Hello everyone,
I am new to microarray analysis. I am attempting to do basic QC for gene expression data obtained from Affymetrix Hg-U133a chips, before exploring different methods of normalization.
I been working through various tutorials online and have been looking at output from Bioconductor's simpleaffy package qc function, and affyPLm's fitPLM function.
My data set contains some poor quality image files, raw probe intensity density plots reveal a number of outliers, and a number of Cel files fail QC metrics such as 3'/5' beta actin and GAPDH ratios, etc.
I wish to exclude such files from downstream analysis.
However, from Gentleman, R. et al.2005. Bioinformatics and Computational Biology Solutions Using R and Bioconductor. Springer. and Gentleman, R. 2007. Some Quality methods for affymetrix microarrays. http://www.bioconductor.org/help/course-materials/2007/biocadv/Labs/AffyQuality/AffyQuality.pdf I see that RNA degradation plots and NUSE values are not comparable across data sets. I guess this applies to other metrics.

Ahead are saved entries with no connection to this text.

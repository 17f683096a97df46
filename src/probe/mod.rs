// src/probe/mod.rs
// =============================================================================
// This module contains everything about a single probe:
//
// Submodules:
// - model: the ProbeJob / ProbeResult / ProbeOutcome value types
// - client: the one shared reqwest::Client and its hardening knobs
// - http: executing a job and capturing the wire-level dumps
//
// This file (mod.rs) is the module root - it re-exports the public API so
// the rest of the crate writes `probe::execute(...)` instead of
// `probe::http::execute(...)`.
// =============================================================================

mod client;
mod http;
mod model;

// Re-export public items from submodules
pub use client::{build_client, DEFAULT_TIMEOUT};
pub use http::execute;
pub use model::{ProbeJob, ProbeOutcome, ProbeResult};
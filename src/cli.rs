// src/cli.rs
// =============================================================================
// This file defines our command-line interface using the `clap` crate.
//
// clap is a popular Rust library for parsing command-line arguments.
// We use the "derive" API which lets us define the CLI structure using
// Rust structs and attributes (the #[...] things).
//
// Unlike a subcommand-style tool, manyheads has a single mode of operation:
// read a target list, probe everything, write the selected output formats.
// So the whole surface is one flat struct of flags plus one positional
// argument (the input file).
//
// Rust concepts:
// - Structs: Custom data types that group related data
// - Derive macros: Automatically generate code for our types
// - Option<T>: For arguments the user may or may not pass
// =============================================================================

use clap::Parser;

/// Default user agent sent with every probe.
///
/// An old MSIE string blends into most access logs better than a
/// `reqwest/x.y` default would during reconnaissance runs.
pub const DEFAULT_USER_AGENT: &str =
    "Mozilla/4.0 (compatible; MSIE 6.0; Windows NT 5.1; FSL 7.0.6.01001)";

/// Base name used for output artifacts when --output-all doesn't supply one.
pub const DEFAULT_OUTPUT_BASE: &str = "mhoutput";

// This struct represents our entire CLI application
//
// #[derive(Parser)] tells clap to automatically generate parsing code
// The #[command(...)] attributes configure how the CLI behaves
#[derive(Parser, Debug)]
#[command(
    name = "manyheads",
    version = "0.1.0",
    about = "Bulk-probe hosts and URLs over HTTP, capturing raw request/response dumps",
    long_about = "manyheads reads a newline-delimited list of hosts or URLs, probes every \
                  target concurrently with a configurable HTTP method, and writes the full \
                  wire-level request/response dumps in one or more output formats. Bare hosts \
                  are probed over both http:// and https://."
)]
pub struct Cli {
    /// Input file with one bare host or full URL per line
    ///
    /// This is a positional argument; it falls back to domains.txt in the
    /// working directory when omitted.
    #[arg(value_name = "FILE", default_value = "domains.txt")]
    pub input: String,

    /// Write the whole ordered result set as one JSON document
    #[arg(short = 'J', long = "output-json")]
    pub output_json: bool,

    /// Write one greppable single-line record per result
    #[arg(short = 'G', long = "output-grep")]
    pub output_grep: bool,

    /// Write one raw-format file per target (named host.scheme.mhdata)
    #[arg(short = 'F', long = "output-files")]
    pub output_files: bool,

    /// Write a plaintext digest of every result with delimiter banners
    #[arg(short = 'S', long = "output-text")]
    pub output_text: bool,

    /// Emit every output format, using NAME as the base file name
    #[arg(short = 'A', long = "output-all", value_name = "NAME")]
    pub output_all: Option<String>,

    /// Number of concurrent probe workers to spawn
    ///
    /// This is the only throughput knob: at most this many requests are
    /// ever in flight at once.
    #[arg(short = 'w', long = "worker-count", default_value_t = 10)]
    pub worker_count: usize,

    /// HTTP method to probe with
    ///
    /// Any syntactically valid method token is accepted (HEAD, GET, POST,
    /// PROPFIND, ...); servers that dislike it will simply say so in the
    /// response.
    #[arg(short = 'm', long = "method", default_value = "HEAD")]
    pub method: String,

    /// User-Agent header value sent with every request
    #[arg(short = 'a', long = "user-agent", default_value = DEFAULT_USER_AGENT)]
    pub user_agent: String,

    /// Skip TLS certificate verification (self-signed / expired targets)
    #[arg(short = 'k', long = "insecure")]
    pub insecure: bool,
}

impl Cli {
    // The four want_* helpers fold --output-all into each selector so the
    // output stage never has to look at two flags at once.

    pub fn want_json(&self) -> bool {
        self.output_json || self.output_all.is_some()
    }

    pub fn want_grep(&self) -> bool {
        self.output_grep || self.output_all.is_some()
    }

    pub fn want_files(&self) -> bool {
        self.output_files || self.output_all.is_some()
    }

    pub fn want_text(&self) -> bool {
        self.output_text || self.output_all.is_some()
    }

    /// Base name shared by all output artifacts for this run.
    pub fn output_base(&self) -> &str {
        self.output_all.as_deref().unwrap_or(DEFAULT_OUTPUT_BASE)
    }
}

// -----------------------------------------------------------------------------
// BEGINNER NOTES:
//
// 1. Why one flat struct instead of subcommands?
//    - The tool does exactly one thing per invocation
//    - Flags only select *how much output* to produce, not *what to do*
//    - clap still gives us --help, --version, and validation for free
//
// 2. What is Option<String> doing on output_all?
//    - The flag carries a value (the base file name)
//    - None = flag not passed, Some(name) = passed with that name
//    - as_deref() converts &Option<String> into Option<&str> for matching
//
// 3. Why usize for worker_count?
//    - It's a count of spawned tasks, so an unsigned pointer-sized integer
//      is the natural type (it also matches Vec/range APIs directly)
// -----------------------------------------------------------------------------
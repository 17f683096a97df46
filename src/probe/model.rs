// src/probe/model.rs
// =============================================================================
// The value types that flow through the whole pipeline:
//
//   ProbeJob    - one pending request, tagged with its original position
//   ProbeResult - the immutable outcome of executing one job
//   ProbeOutcome- SUCCESS, or FAILURE with a human-readable reason
//
// Jobs are created once by the job source, claimed exactly once by a
// worker, and turned into exactly one result. Results are read-only after
// creation; the collector and the output formatters only ever look at them.
//
// Rust concepts:
// - Enums with data: Failure carries its reason alongside the variant
// - serde attributes: control exactly how records appear in JSON
// =============================================================================

use serde::{Deserialize, Serialize};
use url::Url;

/// One pending probe: everything a worker needs to fire a single request.
#[derive(Debug, Clone)]
pub struct ProbeJob {
    /// Index in the original input order. Used only to reassemble results
    /// at the end of the run, never for scheduling.
    pub position: usize,
    /// Fully resolved target (scheme + host + path), never a bare host.
    pub target: Url,
    /// HTTP method token. Not validated here - a bad token surfaces as a
    /// request-construction failure in the worker.
    pub method: String,
    /// Value for the User-Agent header.
    pub user_agent: String,
}

// How did the probe end?
//
// The tagged serde representation merges into the result record, so a JSON
// entry reads either {"outcome": "success", ...} or
// {"outcome": "failure", "reason": "..."}.
#[derive(Debug, Clone, PartialEq, Serialize, Deserialize)]
#[serde(tag = "outcome", rename_all = "snake_case")]
pub enum ProbeOutcome {
    /// A response came back, whatever its status code was.
    Success,
    /// Anything that prevented a round trip: bad method token, malformed
    /// target, DNS/connect/TLS errors, timeout.
    Failure { reason: String },
}

impl ProbeOutcome {
    pub fn failure(reason: impl Into<String>) -> Self {
        ProbeOutcome::Failure {
            reason: reason.into(),
        }
    }

    pub fn is_success(&self) -> bool {
        matches!(self, ProbeOutcome::Success)
    }

    /// Short display form used by the progress lines and the text formats:
    /// "SUCCESS", or "FAIL: <reason>".
    pub fn label(&self) -> String {
        match self {
            ProbeOutcome::Success => "SUCCESS".to_string(),
            ProbeOutcome::Failure { reason } => format!("FAIL: {}", reason),
        }
    }
}

/// The immutable record of one executed probe.
#[derive(Debug, Clone, Serialize, Deserialize)]
pub struct ProbeResult {
    /// Copied from the originating job; ordering metadata only, so it is
    /// kept out of the serialized report.
    #[serde(skip)]
    pub position: usize,

    // Decomposed target, for display and per-file grouping
    pub scheme: String,
    pub host: String,
    pub path: String,

    /// Method actually used for the request.
    pub request_method: String,
    /// The serialized request exactly as it went onto the wire (request
    /// line + headers). Empty only when the request couldn't be built.
    pub request_dump: String,

    #[serde(flatten)]
    pub outcome: ProbeOutcome,

    /// Numeric status code; present only on success.
    #[serde(skip_serializing_if = "Option::is_none")]
    pub response_status: Option<u16>,
    /// Serialized response (status line + headers + body); present only
    /// on success.
    #[serde(skip_serializing_if = "Option::is_none")]
    pub response_dump: Option<String>,
}

impl ProbeResult {
    /// Reassembles the full target URL for display (grep format).
    pub fn url(&self) -> String {
        format!("{}://{}{}", self.scheme, self.host, self.path)
    }

    /// Status code as text, or the empty string when there was no response.
    pub fn status_display(&self) -> String {
        self.response_status
            .map(|code| code.to_string())
            .unwrap_or_default()
    }
}

#[cfg(test)]
mod tests {
    use super::*;

    fn sample_success() -> ProbeResult {
        ProbeResult {
            position: 3,
            scheme: "https".to_string(),
            host: "example.com".to_string(),
            path: "/login".to_string(),
            request_method: "HEAD".to_string(),
            request_dump: "HEAD /login HTTP/1.1\r\n\r\n".to_string(),
            outcome: ProbeOutcome::Success,
            response_status: Some(200),
            response_dump: Some("HTTP/1.1 200 OK\r\n\r\n".to_string()),
        }
    }

    #[test]
    fn test_outcome_labels() {
        assert_eq!(ProbeOutcome::Success.label(), "SUCCESS");
        assert_eq!(
            ProbeOutcome::failure("connection refused").label(),
            "FAIL: connection refused"
        );
    }

    #[test]
    fn test_url_reassembly() {
        assert_eq!(sample_success().url(), "https://example.com/login");
    }

    #[test]
    fn test_json_shape_on_success() {
        let value = serde_json::to_value(sample_success()).unwrap();
        assert_eq!(value["outcome"], "success");
        assert_eq!(value["response_status"], 200);
        // position is ordering metadata, not report data
        assert!(value.get("position").is_none());
        assert!(value.get("reason").is_none());
    }

    #[test]
    fn test_json_shape_on_failure() {
        let mut result = sample_success();
        result.outcome = ProbeOutcome::failure("timed out");
        result.response_status = None;
        result.response_dump = None;

        let value = serde_json::to_value(result).unwrap();
        assert_eq!(value["outcome"], "failure");
        assert_eq!(value["reason"], "timed out");
        assert!(value.get("response_status").is_none());
        assert!(value.get("response_dump").is_none());
    }
}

How loosely can "data set" be applied?
My "data set" consists of 150 CEL files, from independent samples, processed and run on numerous dates over the course of a several years, from a single study.
Is it valid to perform these QC procedures treating my CEL files as a single data set? If not, are there any valid methods of performing QC in such situations?

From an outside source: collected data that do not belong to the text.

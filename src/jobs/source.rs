// src/jobs/source.rs
// =============================================================================
// The job source: turns the raw target list into an ordered Vec<ProbeJob>.
//
// Expansion rules (per input line):
// - "https://b.test/p"  -> one job, parsed as-is
// - "a.test"            -> two jobs: http://a.test then https://a.test
// - ""                  -> skipped (blank lines and whitespace)
//
// Positions are assigned densely in production order, so a bare host
// consumes two consecutive slots. Any line that cannot be parsed into a
// valid URL aborts the whole run before a single probe fires - a partial
// job list would silently skip targets, which is worse than stopping.
//
// Rust concepts:
// - Iterators over lines: no manual index bookkeeping
// - anyhow::Context: attach the file name / offending line to errors
// =============================================================================

use anyhow::{anyhow, Context, Result};
use std::fs;
use url::Url;

use crate::probe::ProbeJob;

/// Reads the target file and builds the full ordered job list.
///
/// Fatal on an unreadable file or any unparseable line.
pub fn load_jobs(path: &str, method: &str, user_agent: &str) -> Result<Vec<ProbeJob>> {
    let content = fs::read_to_string(path)
        .with_context(|| format!("Failed to read target list '{}'", path))?;
    jobs_from_lines(content.lines(), method, user_agent)
}

/// Builds jobs from any source of lines (split out so tests don't need
/// files on disk).
pub fn jobs_from_lines<'a>(
    lines: impl IntoIterator<Item = &'a str>,
    method: &str,
    user_agent: &str,
) -> Result<Vec<ProbeJob>> {
    let mut jobs = Vec::new();

    for line in lines {
        let line = line.trim();
        if line.is_empty() {
            continue;
        }

        for target in expand_line(line)? {
            jobs.push(ProbeJob {
                // jobs.len() is the next dense position, no separate counter
                position: jobs.len(),
                target,
                method: method.to_string(),
                user_agent: user_agent.to_string(),
            });
        }
    }

    Ok(jobs)
}

// Expands one input line into its target URL(s).
//
// Only an explicit scheme prefix counts as "already a URL" - a bare host
// that merely *starts* with the letters "http" (say, an httpbin mirror)
// still gets the two-scheme expansion.
fn expand_line(line: &str) -> Result<Vec<Url>> {
    if line.starts_with("http://") || line.starts_with("https://") {
        let url = parse_target(line)?;
        Ok(vec![url])
    } else {
        // Bare host: probe both schemes, plain http first
        let http = parse_target(&format!("http://{}", line))?;
        let https = parse_target(&format!("https://{}", line))?;
        Ok(vec![http, https])
    }
}

fn parse_target(input: &str) -> Result<Url> {
    Url::parse(input).map_err(|e| anyhow!("Invalid target '{}': {}", input, e))
}
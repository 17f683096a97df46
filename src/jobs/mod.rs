// src/jobs/mod.rs
// =============================================================================
// This module turns the raw input list into probe jobs.
//
// One line of input becomes one job (full URL) or two jobs (bare host,
// probed over both http and https). Positions are assigned here, densely
// and in order - everything downstream relies on them to reassemble
// results after the concurrent phase scrambles completion order.
// =============================================================================

mod source;

// Re-export the job-building entry points
pub use source::{jobs_from_lines, load_jobs};
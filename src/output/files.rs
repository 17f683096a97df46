// src/output/files.rs
// =============================================================================
// The per-target format: one raw-record file per result, so each target's
// full request/response exchange can be opened (or diffed) on its own.
//
// Layout:
//   <base>.manyheads-files/
//     example.com.http.mhdata
//     example.com.https.mhdata
//     ...
//
// File names are host.scheme, which is exactly the pair that distinguishes
// the two jobs a bare host expands into. Existing files are overwritten
// without confirmation, like every other output in this tool.
// =============================================================================

use anyhow::{Context, Result};
use std::fs;
use std::path::{Path, PathBuf};

use crate::probe::ProbeResult;

use super::text;

/// Writes one raw `.mhdata` file per result under `<base>.manyheads-files/`.
///
/// Any directory or file creation failure is fatal.
pub fn write_raw_files(results: &[ProbeResult], base: &str) -> Result<()> {
    let dir = PathBuf::from(format!("{}.manyheads-files", base));
    fs::create_dir_all(&dir)
        .with_context(|| format!("Failed to create output directory '{}'", dir.display()))?;

    for result in results {
        let path = file_path(&dir, result);
        fs::write(&path, text::record(result))
            .with_context(|| format!("Failed to write output file '{}'", path.display()))?;
    }

    Ok(())
}

fn file_path(dir: &Path, result: &ProbeResult) -> PathBuf {
    dir.join(format!("{}.{}.mhdata", result.host, result.scheme))
}
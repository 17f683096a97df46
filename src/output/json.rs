// src/output/json.rs
// =============================================================================
// The structured format: the whole ordered result set as one pretty-printed
// JSON array. The field shape lives on ProbeResult's serde derives (tagged
// outcome, optional response fields, position withheld).
// =============================================================================

use anyhow::{Context, Result};

use crate::probe::ProbeResult;

/// Serializes the ordered result set as one JSON document.
pub fn render(results: &[ProbeResult]) -> Result<String> {
    serde_json::to_string_pretty(results).context("Failed to serialize results as JSON")
}
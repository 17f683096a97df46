// src/probe/http.rs
// =============================================================================
// Executes a single probe job against its target.
//
// The sequence for every job is fixed:
// 1. Build the outbound request (method token + target + User-Agent).
//    If that fails there is nothing to send - the job becomes a FAILURE
//    result without any network I/O.
// 2. Serialize the request into its HTTP/1.x wire form BEFORE sending,
//    so the dump exists even when the transport later fails.
// 3. Send it through the shared client.
// 4. Transport errors (DNS, connect, TLS, timeout) become FAILURE results
//    carrying the error text - they never abort the run.
// 5. Any received response is a SUCCESS: capture the status code and the
//    serialized status line + headers + body.
//
// reqwest does not hand us the literal socket bytes, so the dumps are
// reconstructed from the built Request and the received Response in
// HTTP/1.x wire form (request line / status line, headers, blank line,
// body).
//
// Rust concepts:
// - match on Result instead of ?: a failed probe is data, not an error
// - async fn + .await: the send and the body read both suspend the worker
// =============================================================================

use reqwest::{header, Client, Method, Request, Response, StatusCode};
use url::Url;

use super::model::{ProbeJob, ProbeOutcome, ProbeResult};

/// Runs one job to completion and produces its result.
///
/// This function never fails: every error mode is folded into a
/// `ProbeOutcome::Failure` on the returned record.
pub async fn execute(client: &Client, job: &ProbeJob) -> ProbeResult {
    let mut result = ProbeResult {
        position: job.position,
        scheme: job.target.scheme().to_string(),
        host: job.target.host_str().unwrap_or_default().to_string(),
        path: request_uri(&job.target),
        request_method: job.method.clone(),
        request_dump: String::new(),
        outcome: ProbeOutcome::Success,
        response_status: None,
        response_dump: None,
    };

    // Step 1: construction. A bad method token or an unusable target means
    // no network I/O at all.
    let request = match build_request(client, job) {
        Ok(request) => request,
        Err(reason) => {
            result.outcome = ProbeOutcome::failure(reason);
            return result;
        }
    };

    // Step 2: dump before send, so a later transport failure still leaves
    // us with the request we attempted.
    result.request_dump = dump_request(&request);

    // Step 3: the round trip.
    let response = match client.execute(request).await {
        Ok(response) => response,
        Err(e) => {
            result.outcome = ProbeOutcome::failure(e.to_string());
            return result;
        }
    };

    // Step 5: capture. The status code is read before text() consumes the
    // response; a body that dies mid-read is a transport failure like any
    // other.
    let status = response.status().as_u16();
    match dump_response(response).await {
        Ok(dump) => {
            result.response_status = Some(status);
            result.response_dump = Some(dump);
        }
        Err(e) => {
            result.outcome = ProbeOutcome::failure(format!("error reading response: {}", e));
        }
    }

    result
}

// Builds the reqwest::Request for a job. Errors come back as plain strings
// because they only ever end up inside a Failure outcome.
fn build_request(client: &Client, job: &ProbeJob) -> Result<Request, String> {
    let method = Method::from_bytes(job.method.as_bytes())
        .map_err(|e| format!("invalid HTTP method '{}': {}", job.method, e))?;

    client
        .request(method, job.target.clone())
        .header(header::USER_AGENT, job.user_agent.as_str())
        .build()
        .map_err(|e| e.to_string())
}

/// Serializes a built request into its HTTP/1.x wire form.
pub fn dump_request(request: &Request) -> String {
    let mut dump = format!(
        "{} {} HTTP/1.1\r\n",
        request.method(),
        request_uri(request.url())
    );

    // Host goes first, like the transport sends it
    if let Some(host) = request.url().host_str() {
        match request.url().port() {
            Some(port) => dump.push_str(&format!("Host: {}:{}\r\n", host, port)),
            None => dump.push_str(&format!("Host: {}\r\n", host)),
        }
    }

    for (name, value) in request.headers() {
        dump.push_str(&format!(
            "{}: {}\r\n",
            name,
            value.to_str().unwrap_or("<non-ascii value>")
        ));
    }

    dump.push_str("\r\n");
    dump
}

// Serializes the response: status line, headers, blank line, body.
//
// Headers are walked before text() because text() consumes the response.
async fn dump_response(response: Response) -> reqwest::Result<String> {
    let mut dump = format!(
        "{} {}\r\n",
        version_label(response.version()),
        status_display(response.status())
    );

    for (name, value) in response.headers() {
        dump.push_str(&format!(
            "{}: {}\r\n",
            name,
            value.to_str().unwrap_or("<non-ascii value>")
        ));
    }
    dump.push_str("\r\n");

    // HEAD probes (the default) have no body, so this is usually empty
    let body = response.text().await?;
    dump.push_str(&body);

    Ok(dump)
}

/// Path plus query, the way it appears on the request line.
pub fn request_uri(url: &Url) -> String {
    match url.query() {
        Some(query) => format!("{}?{}", url.path(), query),
        None => url.path().to_string(),
    }
}

fn status_display(status: StatusCode) -> String {
    match status.canonical_reason() {
        Some(reason) => format!("{} {}", status.as_str(), reason),
        None => status.as_str().to_string(),
    }
}

fn version_label(version: reqwest::Version) -> &'static str {
    match version {
        reqwest::Version::HTTP_09 => "HTTP/0.9",
        reqwest::Version::HTTP_10 => "HTTP/1.0",
        reqwest::Version::HTTP_11 => "HTTP/1.1",
        reqwest::Version::HTTP_2 => "HTTP/2.0",
        reqwest::Version::HTTP_3 => "HTTP/3.0",
        _ => "HTTP/?",
    }
}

Thanks in advance for any assistance.
Hi Maciej,
Thank you for your reply.
This is as I had feared. The arrays were processed over several years and forty runs.

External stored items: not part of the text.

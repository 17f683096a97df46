// src/main.rs
// =============================================================================
// This is the entry point of our CLI application.
//
// What happens here:
// 1. Parse command-line arguments using clap
// 2. Build the job list from the input file (fatal if any line is bad)
// 3. Run the worker pool to completion - every job, success or failure
// 4. Restore original input order and write the requested artifacts
// 5. Exit with proper code (0 = run completed, 2 = fatal error)
//
// The important split: anything wrong with the *run setup* (unreadable
// input, malformed target line, unwritable output) aborts immediately with
// no artifacts; anything wrong with an *individual probe* is just data in
// its result and never stops the run.
//
// Rust concepts used:
// - async/await: the probing phase runs many requests concurrently
// - Result<T, E>: for error handling on the fatal paths
// - ?: bubbles fatal errors up to one place
// =============================================================================

// Module declarations - tells Rust about our other source files
mod cli; // src/cli.rs - command-line parsing
mod jobs; // src/jobs/ - input lines -> ordered probe jobs
mod output; // src/output/ - the four result formatters
mod pool; // src/pool/ - worker pool engine + ordering collector
mod probe; // src/probe/ - job/result model + HTTP execution

use clap::Parser; // Parser trait enables the parse() method

use cli::Cli;
use pool::PoolConfig;

// anyhow::Result is like std::result::Result but simpler for applications
// It lets us return any error type with the ? operator
use anyhow::Result;

// The #[tokio::main] attribute transforms our async main into a real main
// function, creating a tokio runtime and running our async code inside it
#[tokio::main]
async fn main() {
    let exit_code = match run().await {
        Ok(code) => code,
        Err(e) => {
            // Fatal error: no artifacts were (fully) produced
            eprintln!("Error: {}", e);
            2
        }
    };

    std::process::exit(exit_code);
}

// The main application logic
// Returns:
//   Ok(0) = run completed (individual probe failures are still Ok - they
//           appear inline in the output with their reasons)
//   Err   = fatal error (bad input, unwritable output)
async fn run() -> Result<i32> {
    let cli = Cli::parse();

    // Build the whole job list up front; a single bad line aborts here,
    // before any probe fires
    let jobs = jobs::load_jobs(&cli.input, &cli.method, &cli.user_agent)?;

    if jobs.is_empty() {
        println!("No targets found in '{}'", cli.input);
        return Ok(0);
    }

    println!(
        "Probing {} target(s) with {} worker(s), method {}",
        jobs.len(),
        cli.worker_count,
        cli.method
    );

    // One shared client for every worker; its connection pooling is its
    // own concern
    let client = probe::build_client(probe::DEFAULT_TIMEOUT, cli.insecure)?;

    let config = PoolConfig {
        workers: cli.worker_count,
        ..PoolConfig::default()
    };

    // The concurrent phase: results arrive in completion order...
    let arrived = pool::run_pool(jobs, client, config).await;
    // ...and leave in original input order
    let results = pool::collect_ordered(arrived);

    let failed = results.iter().filter(|r| !r.outcome.is_success()).count();
    println!(
        "\nDone: {} probed, {} succeeded, {} failed",
        results.len(),
        results.len() - failed,
        failed
    );

    // Only now, with the run complete, do any artifacts get written
    output::write_outputs(&results, &cli)?;

    Ok(0)
}
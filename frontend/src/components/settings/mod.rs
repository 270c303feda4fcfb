pub mod homepage_video;
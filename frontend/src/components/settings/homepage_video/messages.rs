pub enum Msg {
    SettingLoaded(String),
    LoadFailed(String),
    UpdateDraft(String),
    Save,
    SaveSucceeded,
    SaveFailed(String),
    Revert,
    DismissError,
}
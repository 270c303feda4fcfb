//! Sheet dialog primitive used for confirmation prompts.
//!
//! The sheet renders its children permanently and is shown or hidden by
//! toggling a `show` class on the container, addressed through a `NodeRef`
//! owned by the embedding component.

use uuid::Uuid;
use web_sys::js_sys;
use yew::{html, Component, Context, Html, NodeRef, Properties};

pub struct ConfirmSheet {
    id: String,
}

#[derive(Properties, PartialEq)]
pub struct SheetProps {
    #[prop_or_default]
    pub children: Html,
    pub node_ref: NodeRef,
}

impl Component for ConfirmSheet {
    type Message = ();
    type Properties = SheetProps;

    fn create(_ctx: &Context<Self>) -> Self {
        Self {
            id: format!("sheet-{}", Uuid::new_v4()),
        }
    }

    fn view(&self, ctx: &Context<Self>) -> Html {
        html! {
            <div class="confirm-sheet" id={self.id.clone()} ref={ctx.props().node_ref.clone()}>
                { ctx.props().children.clone() }
            </div>
        }
    }
}

pub fn open_sheet(sheet_ref: NodeRef) {
    toggle_sheet_class(sheet_ref, "classList.add");
}

pub fn close_sheet(sheet_ref: NodeRef) {
    toggle_sheet_class(sheet_ref, "classList.remove");
}

// The class flip is deferred through setTimeout so the browser applies the
// CSS transition instead of snapping to the final state.
fn toggle_sheet_class(sheet_ref: NodeRef, operation: &str) {
    if let Some(sheet) = sheet_ref.cast::<web_sys::HtmlElement>() {
        let func = js_sys::Function::new_no_args(&format!(
            "document.querySelector('#{}').{}('show')",
            sheet.id(),
            operation
        ));
        if let Some(window) = web_sys::window() {
            let _ = window.set_timeout_with_callback_and_timeout_and_arguments_0(&func, 50);
        }
    }
}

Are there QC strategies that one can apply to such data in order to remove outliers, as NUSE plots and density histograms can't validly be applied to my data as a whole?
I was intending to look for batch effects downstream of QC and normalization, but am not sure if analysis of these CEL files is feasible, or if it is something that should be attempted?
I am doubtful, but hopeful. I would be grateful for advice, even if that advice is that analysis is not achievable
If the data looks good within runs (which probably corresponds to replications) you can try to specify batch as as blocking factor in your analysis.